• [Prompt] Write out every record in full, exactly as written, please.

• [Saved data entries]

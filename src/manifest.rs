//! Manifest for a generation run.
//!
//! Writes `proto-stress.json` next to the generated programs so a run can
//! be reproduced from its seed and profile.

use serde::{Deserialize, Serialize};
use std::fs;
use std::io;
use std::path::Path;
use std::time::{SystemTime, UNIX_EPOCH};

use crate::profile::GenerationConfig;

const VERSION: &str = env!("CARGO_PKG_VERSION");

/// File name of the manifest inside the output directory.
pub const MANIFEST_FILE: &str = "proto-stress.json";

/// Aggregate outcome of the run.
#[derive(Debug, Clone, Default, PartialEq, Eq, Serialize, Deserialize)]
pub struct RunSummary {
    pub requested: usize,
    pub generated: usize,
    /// Programs aborted by a fatal fault.
    pub failed: usize,
    /// Programs that stopped early because nothing applied.
    pub stalled: usize,
    pub total_operations: usize,
    pub deepest_nesting: usize,
}

/// The complete manifest written to `proto-stress.json`.
#[derive(Debug, Clone, Serialize, Deserialize)]
pub struct Manifest {
    pub seed: u64,
    pub profile: String,
    pub generation: GenerationConfig,
    pub summary: RunSummary,
    pub generated_at: String,
    pub version: String,
}

impl Manifest {
    pub fn new(
        seed: u64,
        profile: String,
        generation: GenerationConfig,
        summary: RunSummary,
    ) -> Self {
        Self {
            seed,
            profile,
            generation,
            summary,
            generated_at: iso_timestamp(),
            version: VERSION.to_string(),
        }
    }

    /// Write the manifest to `dir` as `proto-stress.json`.
    pub fn write_to_dir(&self, dir: &Path) -> io::Result<()> {
        let path = dir.join(MANIFEST_FILE);
        let json = serde_json::to_string_pretty(self).map_err(io::Error::other)?;
        fs::write(path, json)
    }
}

/// Current time as `YYYY-MM-DDTHH:MM:SSZ`.
fn iso_timestamp() -> String {
    let secs = SystemTime::now()
        .duration_since(UNIX_EPOCH)
        .unwrap_or_default()
        .as_secs();

    let (year, month, day) = days_to_ymd(secs / 86400);
    let time_of_day = secs % 86400;
    let hours = time_of_day / 3600;
    let minutes = (time_of_day % 3600) / 60;
    let seconds = time_of_day % 60;

    format!("{year:04}-{month:02}-{day:02}T{hours:02}:{minutes:02}:{seconds:02}Z")
}

/// Civil date from days since 1970-01-01 (Howard Hinnant's algorithm).
fn days_to_ymd(days: u64) -> (u64, u64, u64) {
    let z = days + 719468;
    let era = z / 146097;
    let doe = z - era * 146097;
    let yoe = (doe - doe / 1460 + doe / 36524 - doe / 146096) / 365;
    let y = yoe + era * 400;
    let doy = doe - (365 * yoe + yoe / 4 - yoe / 100);
    let mp = (5 * doy + 2) / 153;
    let d = doy - (153 * mp + 2) / 5 + 1;
    let m = if mp < 10 { mp + 3 } else { mp - 9 };
    let y = if m <= 2 { y + 1 } else { y };
    (y, m, d)
}

#[cfg(test)]
mod tests {
    use super::*;

    #[test]
    fn manifest_serializes_to_json() {
        let summary = RunSummary {
            requested: 4,
            generated: 3,
            failed: 1,
            ..RunSummary::default()
        };
        let manifest = Manifest::new(
            12345,
            "deep-nesting".to_string(),
            GenerationConfig::default(),
            summary,
        );
        let json = serde_json::to_string(&manifest).expect("should serialize");
        assert!(json.contains("\"seed\":12345"));
        assert!(json.contains("\"profile\":\"deep-nesting\""));
        assert!(json.contains("\"failed\":1"));
        assert!(json.contains("\"mode\":\"aggressive\""));
    }

    #[test]
    fn manifest_round_trips_summary() {
        let manifest = Manifest::new(
            1,
            "default".into(),
            GenerationConfig::default(),
            RunSummary::default(),
        );
        let json = serde_json::to_string(&manifest).unwrap();
        let back: Manifest = serde_json::from_str(&json).unwrap();
        assert_eq!(back.summary, manifest.summary);
        assert_eq!(back.generation, manifest.generation);
    }

    #[test]
    fn iso_timestamp_format() {
        let ts = iso_timestamp();
        assert_eq!(ts.len(), 20, "timestamp should be 20 chars: {ts}");
        assert!(ts.ends_with('Z'));
        assert_eq!(&ts[4..5], "-");
        assert_eq!(&ts[10..11], "T");
    }

    #[test]
    fn days_to_ymd_known_dates() {
        assert_eq!(days_to_ymd(0), (1970, 1, 1));
        assert_eq!(days_to_ymd(19723), (2024, 1, 1));
    }
}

• [Reply to the exercise]
filename src/manifest.rs
//! Manifest for a generation run.
//!
//! Writes `proto-stress.json` next to the generated programs so a run can
//! be reproduced from its seed and profile.

use serde::{Deserialize, Serialize};
use std::fs;
use std::io;
use std::path::Path;
use std::time::{SystemTime, UNIX_EPOCH};

use crate::profile::GenerationConfig;

const VERSION: &str = env!("CARGO_PKG_VERSION");

/// File name of the manifest inside the output directory.
pub const MANIFEST_FILE: &str = "proto-stress.json";

/// Aggregate outcome of the run.
#[derive(Debug, Clone, Default, PartialEq, Eq, Serialize, Deserialize)]
pub struct RunSummary {
    pub requested: usize,
    pub generated: usize,
    /// Programs aborted by a fatal fault.
    pub failed: usize,
    /// Programs that stopped early because nothing applied.
    pub stalled: usize,
    pub total_operations: usize,
    pub deepest_nesting: usize,
}

/// The complete manifest written to `proto-stress.json`.
#[derive(Debug, Clone, Serialize, Deserialize)]
pub struct Manifest {
    pub seed: u64,
    pub profile: String,
    pub generation: GenerationConfig,
    pub summary: RunSummary,
    pub generated_at: String,
    pub version: String,
}

impl Manifest {
    pub fn new(
        seed: u64,
        profile: String,
        generation: GenerationConfig,
        summary: RunSummary,
    ) -> Self {
        Self {
            seed,
            profile,
            generation,
            summary,
            generated_at: iso_timestamp(),
            version: VERSION.to_string(),
        }
    }

    /// Write the manifest to `dir` as `proto-stress.json`.
    pub fn write_to_dir(&self, dir: &Path) -> io::Result<()> {
        let path = dir.join(MANIFEST_FILE);
        let json = serde_json::to_string_pretty(self).map_err(io::Error::other)?;
        fs::write(path, json)
    }
}

/// Current time as `YYYY-MM-DDTHH:MM:SSZ`.
fn iso_timestamp() -> String {
    let secs = SystemTime::now()
        .duration_since(UNIX_EPOCH)
        .unwrap_or_default()
        .as_secs();

    let (year, month, day) = days_to_ymd(secs / 86400);
    let time_of_day = secs % 86400;
    let hours = time_of_day / 3600;
    let minutes = (time_of_day % 3600) / 60;
    let seconds = time_of_day % 60;

    format!("{year:04}-{month:02}-{day:02}T{hours:02}:{minutes:02}:{seconds:02}Z")
}

/// Civil date from days since 1970-01-01 (Howard Hinnant's algorithm).
fn days_to_ymd(days: u64) -> (u64, u64, u64) {
    let z = days + 719468;
    let era = z / 146097;
    let doe = z - era * 146097;
    let yoe = (doe - doe / 1460 + doe / 36524 - doe / 146096) / 365;
    let y = yoe + era * 400;
    let doy = doe - (365 * yoe + yoe / 4 - yoe / 100);
    let mp = (5 * doy + 2) / 153;
    let d = doy - (153 * mp + 2) / 5 + 1;
    let m = if mp < 10 { mp + 3 } else { mp - 9 };
    let y = if m <= 2 { y + 1 } else { y };
    (y, m, d)
}

#[cfg(test)]
mod tests {
    use super::*;

    #[test]
    fn manifest_serializes_to_json() {
        let summary = RunSummary {
            requested: 4,
            generated: 3,
            failed: 1,
            ..RunSummary::default()
        };
        let manifest = Manifest::new(
            12345,
            "deep-nesting".to_string(),
            GenerationConfig::default(),
            summary,
        );
        let json = serde_json::to_string(&manifest).expect("should serialize");
        assert!(json.contains("\"seed\":12345"));
        assert!(json.contains("\"profile\":\"deep-nesting\""));
        assert!(json.contains("\"failed\":1"));
        assert!(json.contains("\"mode\":\"aggressive\""));
    }

    #[test]
    fn manifest_round_trips_summary() {
        let manifest = Manifest::new(
            1,
            "default".into(),
            GenerationConfig::default(),
            RunSummary::default(),
        );
        let json = serde_json::to_string(&manifest).unwrap();
        let back: Manifest = serde_json::from_str(&json).unwrap();
        assert_eq!(back.summary, manifest.summary);
        assert_eq!(back.generation, manifest.generation);
    }

    #[test]
    fn iso_timestamp_format() {
        let ts = iso_timestamp();
        assert_eq!(ts.len(), 20, "timestamp should be 20 chars: {ts}");
        assert!(ts.ends_with('Z'));
        assert_eq!(&ts[4..5], "-");
        assert_eq!(&ts[10..11], "T");
    }

    #[test]
    fn days_to_ymd_known_dates() {
        assert_eq!(days_to_ymd(0), (1970, 1, 1));
        assert_eq!(days_to_ymd(19723), (2024, 1, 1));
    }
}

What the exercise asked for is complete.